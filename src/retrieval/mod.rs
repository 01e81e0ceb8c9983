//! Similarity retrieval and context assembly
//!
//! Embeds the user query, searches the vector index above a similarity
//! threshold, enriches hits with chunk text from the metadata store, and
//! assembles the numbered context block fed to the model. Retrieval never
//! fails the caller: an unreachable index or embedding backend degrades to
//! an empty result.

use crate::config::RetrievalConfig;
use crate::embed::Embedder;
use crate::meta::MetaDb;
use crate::vector::{SearchFilter, VectorIndex};
use std::sync::Arc;
use tracing::{debug, info, warn};

/// Sentinel returned by [`RetrievalEngine::build_context`] when nothing was
/// retrieved
pub const NO_CONTEXT_SENTINEL: &str = "Aucun document pertinent trouvé.";

/// A retrieved chunk with its similarity score
#[derive(Debug, Clone)]
pub struct RetrievedChunk {
    pub content: String,
    pub score: f32,
    pub document_id: String,
    pub filename: String,
}

/// Retrieval engine over the vector index and metadata store
pub struct RetrievalEngine {
    db: MetaDb,
    index: Arc<dyn VectorIndex>,
    embedder: Arc<dyn Embedder>,
    config: RetrievalConfig,
}

impl RetrievalEngine {
    pub fn new(
        db: MetaDb,
        index: Arc<dyn VectorIndex>,
        embedder: Arc<dyn Embedder>,
        config: RetrievalConfig,
    ) -> Self {
        Self {
            db,
            index,
            embedder,
            config,
        }
    }

    /// Retrieve the most relevant chunks for a query.
    ///
    /// Results are ordered by descending similarity and capped at `top_k`.
    /// Empty output means no ingested content cleared the threshold; callers
    /// must treat that as "nothing to ground on", not as a fault.
    pub async fn retrieve(
        &self,
        query: &str,
        top_k: Option<usize>,
        category: Option<&str>,
    ) -> Vec<RetrievedChunk> {
        let k = top_k.unwrap_or(self.config.top_k);
        debug!("Retrieving top {} chunks for query", k);

        let query_vector = match self.embedder.embed(vec![query.to_string()]).await {
            Ok(mut vectors) if !vectors.is_empty() => vectors.remove(0),
            Ok(_) => {
                warn!("Embedding backend returned no vector for query");
                return Vec::new();
            }
            Err(e) => {
                warn!("Query embedding failed, returning no context: {}", e);
                return Vec::new();
            }
        };

        let filter = category.map(|c| SearchFilter {
            category: Some(c.to_string()),
            document_id: None,
        });

        let results = match self
            .index
            .search(query_vector, k, self.config.similarity_threshold, filter)
            .await
        {
            Ok(results) => results,
            Err(e) => {
                warn!("Vector search failed, returning no context: {}", e);
                return Vec::new();
            }
        };

        let mut retrieved = Vec::with_capacity(results.len());
        for result in results {
            match self.db.get_chunk_by_point_id(&result.id).await {
                Ok(Some(chunk)) => retrieved.push(RetrievedChunk {
                    content: chunk.content,
                    score: result.score,
                    document_id: chunk.document_id,
                    filename: result.payload.filename,
                }),
                Ok(None) => {
                    warn!("Index point {} has no chunk row, skipping", result.id);
                }
                Err(e) => {
                    warn!("Chunk lookup failed for point {}: {}", result.id, e);
                }
            }
        }

        info!("Found {} relevant chunks", retrieved.len());
        retrieved
    }

    /// Assemble the numbered context block from retrieved chunks. The fixed
    /// sentinel is returned for an empty sequence, never an empty string.
    pub fn build_context(chunks: &[RetrievedChunk]) -> String {
        if chunks.is_empty() {
            return NO_CONTEXT_SENTINEL.to_string();
        }

        let mut context = String::from("Contexte basé sur les documents de la banque:\n\n");
        for (i, chunk) in chunks.iter().enumerate() {
            context.push_str(&format!("Document {}:\n{}\n\n", i + 1, chunk.content));
        }

        context
    }
}

#[cfg(test)]
mod tests {
    use super::*;
    use crate::config::Config;
    use crate::error::{Error, Result};
    use crate::meta::{Chunk, Document, MetaDb};
    use crate::vector::{ChunkPayload, ChunkPoint, InMemoryIndex};
    use async_trait::async_trait;
    use tempfile::TempDir;
    use uuid::Uuid;

    struct AxisEmbedder;

    #[async_trait]
    impl Embedder for AxisEmbedder {
        async fn embed(&self, texts: Vec<String>) -> Result<Vec<Vec<f32>>> {
            Ok(texts
                .into_iter()
                .map(|t| {
                    if t.to_lowercase().contains("virement") {
                        vec![1.0, 0.0]
                    } else {
                        vec![0.0, 1.0]
                    }
                })
                .collect())
        }

        fn dimension(&self) -> usize {
            2
        }

        fn model_name(&self) -> &str {
            "axis-stub"
        }
    }

    struct BrokenEmbedder;

    #[async_trait]
    impl Embedder for BrokenEmbedder {
        async fn embed(&self, _texts: Vec<String>) -> Result<Vec<Vec<f32>>> {
            Err(Error::Embedding("unreachable".to_string()))
        }

        fn dimension(&self) -> usize {
            2
        }

        fn model_name(&self) -> &str {
            "broken-stub"
        }
    }

    async fn seed_chunk(
        db: &MetaDb,
        index: &InMemoryIndex,
        content: &str,
        category: &str,
        vector: Vec<f32>,
    ) {
        let doc = Document::new(
            format!("{}.md", Uuid::new_v4()),
            "/tmp/doc.md".to_string(),
            category.to_string(),
            None,
            0,
        );
        db.insert_document(&doc).await.unwrap();

        let chunk = Chunk::new(
            doc.id.clone(),
            0,
            content.to_string(),
            10,
            None,
            Uuid::new_v4().to_string(),
            "local_text".to_string(),
        );
        db.insert_chunks(std::slice::from_ref(&chunk)).await.unwrap();

        index
            .add(vec![ChunkPoint {
                id: Uuid::parse_str(&chunk.point_id).unwrap(),
                vector,
                payload: ChunkPayload::new(
                    doc.id,
                    doc.filename,
                    category.to_string(),
                    0,
                    chunk.chunk_hash,
                    "2024-01-01T00:00:00Z".to_string(),
                ),
            }])
            .await
            .unwrap();
    }

    async fn test_engine(
        embedder: Arc<dyn Embedder>,
    ) -> (TempDir, RetrievalEngine, Arc<InMemoryIndex>, MetaDb) {
        let dir = TempDir::new().unwrap();
        let db = MetaDb::new(&dir.path().join("meta.db")).await.unwrap();
        db.init_schema().await.unwrap();
        let index = Arc::new(InMemoryIndex::new());
        let engine = RetrievalEngine::new(
            db.clone(),
            index.clone(),
            embedder,
            Config::default().retrieval,
        );
        (dir, engine, index, db)
    }

    #[tokio::test]
    async fn test_retrieve_returns_matching_chunk() {
        let (_dir, engine, index, db) = test_engine(Arc::new(AxisEmbedder)).await;
        seed_chunk(&db, &index, "Un virement SEPA prend 24h.", "general", vec![1.0, 0.0]).await;
        seed_chunk(&db, &index, "Horaires des agences.", "general", vec![0.0, 1.0]).await;

        let chunks = engine.retrieve("Délai d'un virement ?", None, None).await;

        assert_eq!(chunks.len(), 1);
        assert!(chunks[0].content.contains("SEPA"));
        assert!(chunks[0].score >= 0.7);
    }

    #[tokio::test]
    async fn test_empty_store_returns_empty_and_sentinel() {
        let (_dir, engine, _index, _db) = test_engine(Arc::new(AxisEmbedder)).await;

        let chunks = engine.retrieve("question sans rapport", None, None).await;
        assert!(chunks.is_empty());

        let context = RetrievalEngine::build_context(&chunks);
        assert_eq!(context, NO_CONTEXT_SENTINEL);
        assert!(!context.is_empty());
    }

    #[tokio::test]
    async fn test_below_threshold_excluded() {
        let (_dir, engine, index, db) = test_engine(Arc::new(AxisEmbedder)).await;
        // Orthogonal to any "virement" query: similarity 0.0 < 0.7
        seed_chunk(&db, &index, "Horaires des agences.", "general", vec![0.0, 1.0]).await;

        let chunks = engine.retrieve("virement", None, None).await;
        assert!(chunks.is_empty());
    }

    #[tokio::test]
    async fn test_category_filter_restricts_results() {
        let (_dir, engine, index, db) = test_engine(Arc::new(AxisEmbedder)).await;
        seed_chunk(&db, &index, "Virement: frais généraux.", "general", vec![1.0, 0.0]).await;
        seed_chunk(&db, &index, "Virement: grille tarifaire.", "tarifs", vec![1.0, 0.0]).await;

        let chunks = engine.retrieve("virement", None, Some("tarifs")).await;

        assert_eq!(chunks.len(), 1);
        assert!(chunks[0].content.contains("tarifaire"));
    }

    #[tokio::test]
    async fn test_embedding_failure_degrades_to_empty() {
        let (_dir, engine, index, db) = test_engine(Arc::new(BrokenEmbedder)).await;
        seed_chunk(&db, &index, "Un virement SEPA prend 24h.", "general", vec![1.0, 0.0]).await;

        let chunks = engine.retrieve("virement", None, None).await;
        assert!(chunks.is_empty());
    }

    #[test]
    fn test_build_context_numbers_chunks() {
        let chunks = vec![
            RetrievedChunk {
                content: "Premier extrait.".into(),
                score: 0.9,
                document_id: "d1".into(),
                filename: "a.md".into(),
            },
            RetrievedChunk {
                content: "Second extrait.".into(),
                score: 0.8,
                document_id: "d2".into(),
                filename: "b.md".into(),
            },
        ];

        let context = RetrievalEngine::build_context(&chunks);
        assert!(context.starts_with("Contexte basé sur les documents de la banque:"));
        assert!(context.contains("Document 1:\nPremier extrait."));
        assert!(context.contains("Document 2:\nSecond extrait."));
    }
}
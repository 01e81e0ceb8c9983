//! Structured document analysis backend
//!
//! Optional high-fidelity extractor behind the `DocumentAnalyzer` trait:
//! per-page text with layout preserved, tables rendered as pipe-delimited
//! pseudo-markdown, and key/value pairs surfaced as a synthetic unit. The
//! HTTP implementation talks to a layout-analysis endpoint configured in
//! `analysis.endpoint`.

use super::{ExtractedUnit, ExtractionBackend, UnitKind, UnitMetadata};
use crate::config::AnalysisConfig;
use crate::error::{Error, Result};
use async_trait::async_trait;
use reqwest::Client;
use serde::{Deserialize, Serialize};
use std::time::Duration;
use tracing::{debug, info};
use url::Url;

/// One analyzed page
#[derive(Debug, Clone, Serialize, Deserialize)]
pub struct AnalysisPage {
    pub page_number: u32,
    #[serde(default)]
    pub lines: Vec<String>,
}

/// One cell of an analyzed table
#[derive(Debug, Clone, Serialize, Deserialize)]
pub struct AnalysisCell {
    pub row_index: usize,
    pub column_index: usize,
    pub content: String,
}

/// One analyzed table, anchored to a page
#[derive(Debug, Clone, Serialize, Deserialize)]
pub struct AnalysisTable {
    pub page_number: u32,
    pub row_count: usize,
    pub column_count: usize,
    #[serde(default)]
    pub cells: Vec<AnalysisCell>,
}

/// An extracted key/value pair (forms, invoices)
#[derive(Debug, Clone, Serialize, Deserialize)]
pub struct AnalysisKeyValuePair {
    pub key: String,
    #[serde(default)]
    pub value: String,
}

/// Full result of a layout analysis call
#[derive(Debug, Clone, Default, Serialize, Deserialize)]
pub struct AnalysisResult {
    #[serde(default)]
    pub pages: Vec<AnalysisPage>,
    #[serde(default)]
    pub tables: Vec<AnalysisTable>,
    #[serde(default)]
    pub key_value_pairs: Vec<AnalysisKeyValuePair>,
}

/// Capability trait for structured document analysis
#[async_trait]
pub trait DocumentAnalyzer: Send + Sync {
    /// Analyze a raw document and return its structured content
    async fn analyze(&self, bytes: &[u8], filename: &str) -> Result<AnalysisResult>;
}

/// HTTP layout-analysis client
pub struct HttpAnalyzer {
    client: Client,
    endpoint: Url,
    api_key: Option<String>,
    retries: usize,
}

impl HttpAnalyzer {
    pub fn new(config: &AnalysisConfig, api_key: Option<String>) -> Result<Self> {
        let endpoint = Url::parse(&config.endpoint)?
            .join("/v1/analyze")
            .map_err(|e| Error::Config(format!("Invalid analysis endpoint: {}", e)))?;
        let client = Client::builder()
            .timeout(Duration::from_secs(120))
            .build()?;
        Ok(Self {
            client,
            endpoint,
            api_key,
            retries: 2,
        })
    }
}

#[async_trait]
impl DocumentAnalyzer for HttpAnalyzer {
    async fn analyze(&self, bytes: &[u8], filename: &str) -> Result<AnalysisResult> {
        info!("Analyzing {} with layout analysis backend", filename);

        let mut last_err: Option<Error> = None;
        for attempt in 0..=self.retries {
            let mut request = self
                .client
                .post(self.endpoint.clone())
                .header("content-type", "application/octet-stream")
                .body(bytes.to_vec());
            if let Some(ref key) = self.api_key {
                request = request.header("x-api-key", key);
            }

            match request.send().await {
                Ok(response) => match response.error_for_status() {
                    Ok(ok) => {
                        let result = ok
                            .json::<AnalysisResult>()
                            .await
                            .map_err(|e| Error::Extraction(e.to_string()))?;
                        debug!(
                            "Analysis of {} returned {} pages, {} tables, {} key/value pairs",
                            filename,
                            result.pages.len(),
                            result.tables.len(),
                            result.key_value_pairs.len()
                        );
                        return Ok(result);
                    }
                    Err(e) => last_err = Some(Error::Extraction(e.to_string())),
                },
                Err(e) => last_err = Some(Error::Extraction(e.to_string())),
            }

            if attempt < self.retries {
                tokio::time::sleep(Duration::from_millis(200 * (attempt + 1) as u64)).await;
            }
        }

        Err(last_err
            .unwrap_or_else(|| Error::Extraction("Analysis backend request failed".to_string())))
    }
}

/// Convert an analysis result into extracted units, one per page plus an
/// optional key/value unit.
pub fn units_from_analysis(result: &AnalysisResult, filename: &str) -> Vec<ExtractedUnit> {
    let mut units = Vec::new();

    for page in &result.pages {
        let mut content = page.lines.join("\n");

        let page_tables: Vec<&AnalysisTable> = result
            .tables
            .iter()
            .filter(|t| t.page_number == page.page_number)
            .collect();

        if !page_tables.is_empty() {
            content.push_str("\n\n=== TABLEAUX ===\n");
            for table in &page_tables {
                content.push_str(&format_table(table));
                content.push_str("\n\n");
            }
        }

        let mut metadata =
            UnitMetadata::new(filename, UnitKind::Page, ExtractionBackend::LayoutAnalysis);
        metadata.page_number = Some(page.page_number);
        metadata.has_tables = !page_tables.is_empty();
        metadata.table_count = page_tables.len();

        units.push(ExtractedUnit {
            content,
            headings: Vec::new(),
            metadata,
        });
    }

    if !result.key_value_pairs.is_empty() {
        let mut content = String::from("=== INFORMATIONS EXTRAITES ===\n");
        for pair in &result.key_value_pairs {
            if pair.key.is_empty() {
                continue;
            }
            content.push_str(&format!("{}: {}\n", pair.key, pair.value));
        }

        units.push(ExtractedUnit {
            content,
            headings: Vec::new(),
            metadata: UnitMetadata::new(
                filename,
                UnitKind::KeyValuePairs,
                ExtractionBackend::LayoutAnalysis,
            ),
        });
    }

    units
}

/// Format a table as pipe-delimited pseudo-markdown. A table whose cell
/// indices do not fit its declared dimensions is rendered as flat text
/// instead of being dropped.
fn format_table(table: &AnalysisTable) -> String {
    let rows = table.row_count;
    let cols = table.column_count;

    let well_formed = rows > 0
        && cols > 0
        && table
            .cells
            .iter()
            .all(|c| c.row_index < rows && c.column_index < cols);

    if !well_formed {
        let flat: Vec<&str> = table
            .cells
            .iter()
            .map(|c| c.content.as_str())
            .filter(|c| !c.is_empty())
            .collect();
        return flat.join("; ");
    }

    let mut grid = vec![vec![String::new(); cols]; rows];
    for cell in &table.cells {
        grid[cell.row_index][cell.column_index] = cell.content.clone();
    }

    let mut out = format!("Tableau ({} lignes, {} colonnes):\n", rows, cols);
    for (i, row) in grid.iter().enumerate() {
        out.push_str("| ");
        for cell in row {
            out.push_str(cell);
            out.push_str(" | ");
        }
        out.push('\n');

        if i == 0 {
            out.push('|');
            for _ in 0..cols {
                out.push_str("---|");
            }
            out.push('\n');
        }
    }

    out
}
──────────────────────────────
## [EXERCISE INSTRUCTIONS]
From the listing above, report the number of lines containing the string "AnalysisPage", without any accompanying remarks.

## [TASK ANSWER]
2